* Work to complete *
Every line below should be repeated exactly.

Collected data:
%%
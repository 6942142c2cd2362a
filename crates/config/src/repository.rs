//! Target repository configuration.
//!
//! The repository is given in the short `"owner/repo"` form.
//!
//! # Examples
//!
//! ```
//! use triage_config::Repository;
//!
//! let repo: Repository = "Expensify/App".parse().unwrap();
//! assert_eq!(repo.owner(), "Expensify");
//! assert_eq!(repo.repo(), "App");
//! assert_eq!(repo.to_string(), "Expensify/App");
//! ```

use std::fmt;
use std::str::FromStr;

use crate::error::{ConfigError, Result};

/// Owner of the repository queried when none is configured.
pub const DEFAULT_OWNER: &str = "Expensify";

/// Name of the repository queried when none is configured.
pub const DEFAULT_REPO: &str = "App";

/// A GitHub repository, identified by owner and name.
#[derive(Debug, Clone, PartialEq, Eq, Hash)]
pub struct Repository {
    owner: String,
    repo: String,
}

impl Repository {
    /// Creates a new repository reference.
    ///
    /// # Examples
    ///
    /// ```
    /// use triage_config::Repository;
    ///
    /// let repo = Repository::new("rust-lang", "rust");
    /// assert_eq!(repo.full_name(), "rust-lang/rust");
    /// ```
    #[must_use]
    pub fn new(owner: impl Into<String>, repo: impl Into<String>) -> Self {
        Self {
            owner: owner.into(),
            repo: repo.into(),
        }
    }

    /// Parses a repository from the short format `"owner/repo"`.
    ///
    /// Surrounding whitespace on either part is trimmed.
    ///
    /// # Errors
    ///
    /// Returns an error if the string does not contain exactly one `/`, or
    /// if either part is empty.
    ///
    /// # Examples
    ///
    /// ```
    /// use triage_config::Repository;
    ///
    /// let repo = Repository::parse_short("rust-lang/rust").unwrap();
    /// assert_eq!(repo.owner(), "rust-lang");
    ///
    /// assert!(Repository::parse_short("invalid").is_err());
    /// assert!(Repository::parse_short("too/many/slashes").is_err());
    /// ```
    pub fn parse_short(s: &str) -> Result<Self> {
        let Some((owner, repo)) = s.split_once('/') else {
            return Err(ConfigError::InvalidRepository(format!(
                "expected 'owner/repo' format, got '{s}'"
            )));
        };

        if repo.contains('/') {
            return Err(ConfigError::InvalidRepository(format!(
                "expected 'owner/repo' format, got '{s}'"
            )));
        }

        let owner = owner.trim();
        let repo = repo.trim();

        if owner.is_empty() || repo.is_empty() {
            return Err(ConfigError::InvalidRepository(format!(
                "owner and repo cannot be empty in '{s}'"
            )));
        }

        Ok(Self::new(owner, repo))
    }

    /// Returns the repository owner.
    #[must_use]
    pub fn owner(&self) -> &str {
        &self.owner
    }

    /// Returns the repository name.
    #[must_use]
    pub fn repo(&self) -> &str {
        &self.repo
    }

    /// Returns the full repository name in `"owner/repo"` format.
    #[must_use]
    pub fn full_name(&self) -> String {
        format!("{}/{}", self.owner, self.repo)
    }
}

impl Default for Repository {
    fn default() -> Self {
        Self::new(DEFAULT_OWNER, DEFAULT_REPO)
    }
}

impl FromStr for Repository {
    type Err = ConfigError;

    fn from_str(s: &str) -> Result<Self> {
        Self::parse_short(s)
    }
}

impl fmt::Display for Repository {
    fn fmt(&self, f: &mut fmt::Formatter<'_>) -> fmt::Result {
        write!(f, "{}/{}", self.owner, self.repo)
    }
}
//! Issue identifiers and fetched issue records.
//!
//! An [`IssueReference`] is what the input file names; an [`IssueRecord`] is
//! what the issue tracker returns for it.

use std::fmt;
use std::str::FromStr;

use serde::{Deserialize, Deserializer, Serialize};

use crate::error::{ProtocolError, Result};

/// A reference to a single issue, as read from one input line.
///
/// The raw text is kept (trimmed) alongside the parsed issue number so that
/// error messages and logs can show exactly what the input contained.
///
/// # Examples
///
/// ```
/// use triage_protocol::IssueReference;
///
/// let reference = IssueReference::parse("  42 ").unwrap();
/// assert_eq!(reference.as_str(), "42");
/// assert_eq!(reference.number(), 42);
///
/// // A leading '#' is accepted
/// assert_eq!(IssueReference::parse("#7").unwrap().number(), 7);
///
/// assert!(IssueReference::parse("   ").is_err());
/// assert!(IssueReference::parse("not-a-number").is_err());
/// ```
#[derive(Debug, Clone, PartialEq, Eq, Hash)]
pub struct IssueReference {
    raw: String,
    number: u64,
}

impl IssueReference {
    /// Parses an identifier, trimming surrounding whitespace.
    ///
    /// # Errors
    ///
    /// Returns [`ProtocolError::EmptyIdentifier`] if nothing remains after
    /// trimming, or [`ProtocolError::InvalidIdentifier`] if the text is not a
    /// positive integer.
    pub fn parse(s: &str) -> Result<Self> {
        let raw = s.trim();
        if raw.is_empty() {
            return Err(ProtocolError::EmptyIdentifier);
        }

        let digits = raw.strip_prefix('#').unwrap_or(raw);
        let number = digits
            .parse::<u64>()
            .ok()
            .filter(|n| *n > 0)
            .ok_or_else(|| ProtocolError::InvalidIdentifier {
                identifier: raw.to_string(),
            })?;

        Ok(Self {
            raw: raw.to_string(),
            number,
        })
    }

    /// Returns the trimmed identifier text.
    #[must_use]
    pub fn as_str(&self) -> &str {
        &self.raw
    }

    /// Returns the issue number to request.
    #[must_use]
    pub fn number(&self) -> u64 {
        self.number
    }
}

impl FromStr for IssueReference {
    type Err = ProtocolError;

    fn from_str(s: &str) -> Result<Self> {
        Self::parse(s)
    }
}

impl fmt::Display for IssueReference {
    fn fmt(&self, f: &mut fmt::Formatter<'_>) -> fmt::Result {
        write!(f, "#{}", self.number)
    }
}

/// Metadata for one fetched issue.
///
/// Only the fields the classifier and the report need are kept. When
/// deserializing, `labels` accepts either label objects (`{"name": "Bug"}`,
/// as the REST API returns them) or plain strings.
///
/// # Examples
///
/// ```
/// use triage_protocol::IssueRecord;
///
/// let json = r#"{
///     "number": 42,
///     "title": "Crash on launch",
///     "labels": [{ "name": "Bug", "color": "d73a4a" }, "Daily"]
/// }"#;
/// let record: IssueRecord = serde_json::from_str(json).unwrap();
/// assert_eq!(record.number, 42);
/// assert_eq!(record.labels, vec!["Bug", "Daily"]);
/// ```
#[derive(Debug, Clone, PartialEq, Eq, Serialize, Deserialize)]
pub struct IssueRecord {
    /// The issue number.
    pub number: u64,
    /// The issue title.
    pub title: String,
    /// Label names, in the order the tracker returned them.
    #[serde(default, deserialize_with = "deserialize_label_names")]
    pub labels: Vec<String>,
}

impl IssueRecord {
    /// Creates a new issue record.
    #[must_use]
    pub fn new(number: u64, title: impl Into<String>, labels: Vec<String>) -> Self {
        Self {
            number,
            title: title.into(),
            labels,
        }
    }
}

#[derive(Deserialize)]
#[serde(untagged)]
enum LabelPayload {
    Name(String),
    Object { name: String },
}

fn deserialize_label_names<'de, D>(deserializer: D) -> std::result::Result<Vec<String>, D::Error>
where
    D: Deserializer<'de>,
{
    let labels = Vec::<LabelPayload>::deserialize(deserializer)?;
    Ok(labels
        .into_iter()
        .map(|label| match label {
            LabelPayload::Name(name) | LabelPayload::Object { name } => name,
        })
        .collect())
}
%%
* Written solution *
repository 6942142c2cd2362a
filename crates/config/src/repository.rs
//! Target repository configuration.
//!
//! The repository is given in the short `"owner/repo"` form.
//!
//! # Examples
//!
//! ```
//! use triage_config::Repository;
//!
//! let repo: Repository = "Expensify/App".parse().unwrap();
//! assert_eq!(repo.owner(), "Expensify");
//! assert_eq!(repo.repo(), "App");
//! assert_eq!(repo.to_string(), "Expensify/App");
//! ```

use std::fmt;
use std::str::FromStr;

use crate::error::{ConfigError, Result};

/// Owner of the repository queried when none is configured.
pub const DEFAULT_OWNER: &str = "Expensify";

/// Name of the repository queried when none is configured.
pub const DEFAULT_REPO: &str = "App";

/// A GitHub repository, identified by owner and name.
#[derive(Debug, Clone, PartialEq, Eq, Hash)]
pub struct Repository {
    owner: String,
    repo: String,
}

impl Repository {
    /// Creates a new repository reference.
    ///
    /// # Examples
    ///
    /// ```
    /// use triage_config::Repository;
    ///
    /// let repo = Repository::new("rust-lang", "rust");
    /// assert_eq!(repo.full_name(), "rust-lang/rust");
    /// ```
    #[must_use]
    pub fn new(owner: impl Into<String>, repo: impl Into<String>) -> Self {
        Self {
            owner: owner.into(),
            repo: repo.into(),
        }
    }

    /// Parses a repository from the short format `"owner/repo"`.
    ///
    /// Surrounding whitespace on either part is trimmed.
    ///
    /// # Errors
    ///
    /// Returns an error if the string does not contain exactly one `/`, or
    /// if either part is empty.
    ///
    /// # Examples
    ///
    /// ```
    /// use triage_config::Repository;
    ///
    /// let repo = Repository::parse_short("rust-lang/rust").unwrap();
    /// assert_eq!(repo.owner(), "rust-lang");
    ///
    /// assert!(Repository::parse_short("invalid").is_err());
    /// assert!(Repository::parse_short("too/many/slashes").is_err());
    /// ```
    pub fn parse_short(s: &str) -> Result<Self> {
        let Some((owner, repo)) = s.split_once('/') else {
            return Err(ConfigError::InvalidRepository(format!(
                "expected 'owner/repo' format, got '{s}'"
            )));
        };

        if repo.contains('/') {
            return Err(ConfigError::InvalidRepository(format!(
                "expected 'owner/repo' format, got '{s}'"
            )));
        }

        let owner = owner.trim();
        let repo = repo.trim();

        if owner.is_empty() || repo.is_empty() {
            return Err(ConfigError::InvalidRepository(format!(
                "owner and repo cannot be empty in '{s}'"
            )));
        }

        Ok(Self::new(owner, repo))
    }

    /// Returns the repository owner.
    #[must_use]
    pub fn owner(&self) -> &str {
        &self.owner
    }

    /// Returns the repository name.
    #[must_use]
    pub fn repo(&self) -> &str {
        &self.repo
    }

    /// Returns the full repository name in `"owner/repo"` format.
    #[must_use]
    pub fn full_name(&self) -> String {
        format!("{}/{}", self.owner, self.repo)
    }
}

impl Default for Repository {
    fn default() -> Self {
        Self::new(DEFAULT_OWNER, DEFAULT_REPO)
    }
}

impl FromStr for Repository {
    type Err = ConfigError;

    fn from_str(s: &str) -> Result<Self> {
        Self::parse_short(s)
    }
}

impl fmt::Display for Repository {
    fn fmt(&self, f: &mut fmt::Formatter<'_>) -> fmt::Result {
        write!(f, "{}/{}", self.owner, self.repo)
    }
}
//! Issue identifiers and fetched issue records.
//!
//! An [`IssueReference`] is what the input file names; an [`IssueRecord`] is
//! what the issue tracker returns for it.

use std::fmt;
use std::str::FromStr;

use serde::{Deserialize, Deserializer, Serialize};

use crate::error::{ProtocolError, Result};

/// A reference to a single issue, as read from one input line.
///
/// The raw text is kept (trimmed) alongside the parsed issue number so that
/// error messages and logs can show exactly what the input contained.
///
/// # Examples
///
/// ```
/// use triage_protocol::IssueReference;
///
/// let reference = IssueReference::parse("  42 ").unwrap();
/// assert_eq!(reference.as_str(), "42");
/// assert_eq!(reference.number(), 42);
///
/// // A leading '#' is accepted
/// assert_eq!(IssueReference::parse("#7").unwrap().number(), 7);
///
/// assert!(IssueReference::parse("   ").is_err());
/// assert!(IssueReference::parse("not-a-number").is_err());
/// ```
#[derive(Debug, Clone, PartialEq, Eq, Hash)]
pub struct IssueReference {
    raw: String,
    number: u64,
}

impl IssueReference {
    /// Parses an identifier, trimming surrounding whitespace.
    ///
    /// # Errors
    ///
    /// Returns [`ProtocolError::EmptyIdentifier`] if nothing remains after
    /// trimming, or [`ProtocolError::InvalidIdentifier`] if the text is not a
    /// positive integer.
    pub fn parse(s: &str) -> Result<Self> {
        let raw = s.trim();
        if raw.is_empty() {
            return Err(ProtocolError::EmptyIdentifier);
        }

        let digits = raw.strip_prefix('#').unwrap_or(raw);
        let number = digits
            .parse::<u64>()
            .ok()
            .filter(|n| *n > 0)
            .ok_or_else(|| ProtocolError::InvalidIdentifier {
                identifier: raw.to_string(),
            })?;

        Ok(Self {
            raw: raw.to_string(),
            number,
        })
    }

    /// Returns the trimmed identifier text.
    #[must_use]
    pub fn as_str(&self) -> &str {
        &self.raw
    }

    /// Returns the issue number to request.
    #[must_use]
    pub fn number(&self) -> u64 {
        self.number
    }
}

impl FromStr for IssueReference {
    type Err = ProtocolError;

    fn from_str(s: &str) -> Result<Self> {
        Self::parse(s)
    }
}

impl fmt::Display for IssueReference {
    fn fmt(&self, f: &mut fmt::Formatter<'_>) -> fmt::Result {
        write!(f, "#{}", self.number)
    }
}

/// Metadata for one fetched issue.
///
/// Only the fields the classifier and the report need are kept. When
/// deserializing, `labels` accepts either label objects (`{"name": "Bug"}`,
/// as the REST API returns them) or plain strings.
///
/// # Examples
///
/// ```
/// use triage_protocol::IssueRecord;
///
/// let json = r#"{
///     "number": 42,
///     "title": "Crash on launch",
///     "labels": [{ "name": "Bug", "color": "d73a4a" }, "Daily"]
/// }"#;
/// let record: IssueRecord = serde_json::from_str(json).unwrap();
/// assert_eq!(record.number, 42);
/// assert_eq!(record.labels, vec!["Bug", "Daily"]);
/// ```
#[derive(Debug, Clone, PartialEq, Eq, Serialize, Deserialize)]
pub struct IssueRecord {
    /// The issue number.
    pub number: u64,
    /// The issue title.
    pub title: String,
    /// Label names, in the order the tracker returned them.
    #[serde(default, deserialize_with = "deserialize_label_names")]
    pub labels: Vec<String>,
}

impl IssueRecord {
    /// Creates a new issue record.
    #[must_use]
    pub fn new(number: u64, title: impl Into<String>, labels: Vec<String>) -> Self {
        Self {
            number,
            title: title.into(),
            labels,
        }
    }
}

#[derive(Deserialize)]
#[serde(untagged)]
enum LabelPayload {
    Name(String),
    Object { name: String },
}

fn deserialize_label_names<'de, D>(deserializer: D) -> std::result::Result<Vec<String>, D::Error>
where
    D: Deserializer<'de>,
{
    let labels = Vec::<LabelPayload>::deserialize(deserializer)?;
    Ok(labels
        .into_iter()
        .map(|label| match label {
            LabelPayload::Name(name) | LabelPayload::Object { name } => name,
        })
        .collect())
}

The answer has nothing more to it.